Figure 2: Bifilar Torsion Pendulum Setup [1]

REVERSE ENGINEERING

A 2D schematic sketch (Y-Z plane) of the part was drawn in order to properly organize the

geometry, along with the sketch dimensions. Additionally, since one simple 2D sketch is not

enough to completely define the part geometry for modelling, each gear was shown individually

with a front view of each. The mentioned sketch can be seen in Figure 3. Each dimension was

measured with the use of a digital caliper, and assuming the part was originally modelled using

the drafting standard ANSI, each of these measurements were rounded to the nearest 1/32”. To

simplify the Z-coordinate dimensions, the Ordinate Dimension method was used for the sketch.

Keep in mind, the dimensions shown in the sketch were rounded to the nearest 0.01”, although the

real value is a factor of 1/32”. Chamfers were measured very carefully by distance-distance,

although noted as distance-angle in the schematic sketch. As for the fillets near the gears, the

distance from the gear front face to the point of tangency between the fillet and the outer face of

the tube was measured and used as the fillet radius.

Figure 3: Schematic Representation of the Testing Part Geometry and Dimensions

After having completely defined the shaft and the gear positions, the gears were

individually inspected. With the aid of the curve equation derived for gear tooth profiles (see

Background), the tooth profile for each gear was successfully determined using the following gear

parameters: number of teeth (𝑁), pressure angle (𝜙) and the pitch diameter (𝑃𝐷).

Using a simple scale available in the WPI Experimentation Lab the mass of the part was

weighed to be 2.6359𝑘𝑔, which converts to 5.811𝑙𝑏𝑓. Because the material of the part was an

unknown, a creative method had to be applied to determining what the part was made of. After the

part was modeled in PTC Creo, dividing the mass of the part by the volume of the part (calculated

in PTC Creo) equated to a part density of approximately 0.278𝑙𝑏𝑚/𝑖𝑛3. This calculation assumes

a constant material and density throughout the part. Determining an actual material for the part

will be covered at the end of the Modelling Strategy section.

MODELLING STRATEGY

Good modeling strategy and design intent are essential to good engineering design.

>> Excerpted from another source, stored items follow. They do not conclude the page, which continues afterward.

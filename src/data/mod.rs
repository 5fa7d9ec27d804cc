//! Data plumbing: harmonized-sample loading and run exports

mod exporters;
mod loaders;

pub use exporters::*;
pub use loaders::*;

Manufacturability, mathematics, and practicality must all be taken into consideration in the

modeling of any part. It was decided that the best way to design the part would be to group most

of the dimensions in a single revolve to create the main body, followed by hole and chamfer / fillet

features, and then completed with gear teeth modeling. For optimal visualization of this process,

an animation of the entire making of the part is available for viewing and can be found in Appendix

A.

First steps included deciding on a part

origin and setting relations for gear data. The

orientation of the part was set such that the

origin’s Z-Axis was located along the axial

center (positive Z away from the part) and

coincident with outward-facing side of the

smallest gear (positive X to the right of part).

Gear values that were calculated using methods

mentioned in the above section were all

imported in a relation tab, so that the values

could be easily accessed for later reference.

Figure 4: Model Tree of Completed Part and Gear Properties (Relations Tab)

The initial step that set the groundwork for the rest of the design was a revolve feature of

the entire profile of the part. Looking at the probable method of machining for the part, its axial

symmetry suggests the part was first spun and operated on with a lathe. To retain good design

intent, it follows that parts should be designed with manufacturability in mind, and so a revolve

feature was deemed optimal for the creation of the base body. Set up on a sketch on the Right

Plane, diameter and length

dimensions were all added

to the profile until it was

completely constrained.

This profile includes both

the shaft and gears so the

entire part is created in

almost a single feature. The

profile was fully revolved

about the Z Axis, forming

the base body.

Figure 5: Revolve Profile

Figure 6: Revolve Feature

Holes features were next to be applied. All of the hole-features were aligned with the Z-

axis to be centered along the part. The first hole created was featured on the front plane and was

set to a depth as being up to the surface of the end of the part. Two step holes were then added on

either side, each with a blind depth equal to their measured values.

Figure 7: Hole Features

Next, rounds were added to appropriate corners.

Figure 8: Round Features

Chamfers of various sizes and angles were applied to the step holes.

Figure 9: Chamfer Features

Because all of the gears

seem to have a slight “bevel”

along the teeth, a chamfer was

also applied to the edges of the

gears. Creating the gear teeth was

a two stage process: creating the

tooth profile and creating a

patterned blend feature. In order

for a gear tooth to transmit force Figure 10: Gear Chamfer / Bevel Feature

upon other gear teeth such that the force maintains a constant direction tangential to the gear, the

geometry of a gear tooth is that of an involute circle. This mathematical definition for gear tooth

design was realized in PTC Creo by creating a new coordinate system (CS_1 below) which was

then referenced by an equation-driven curve (math for involute circle). By gear sizing standards,

the equation behind a tooth profile begins at the base diameter (bd_1). This is the only variable

needed for the involute equation.

Figure 11: Tooth Profile (An Involute Curve)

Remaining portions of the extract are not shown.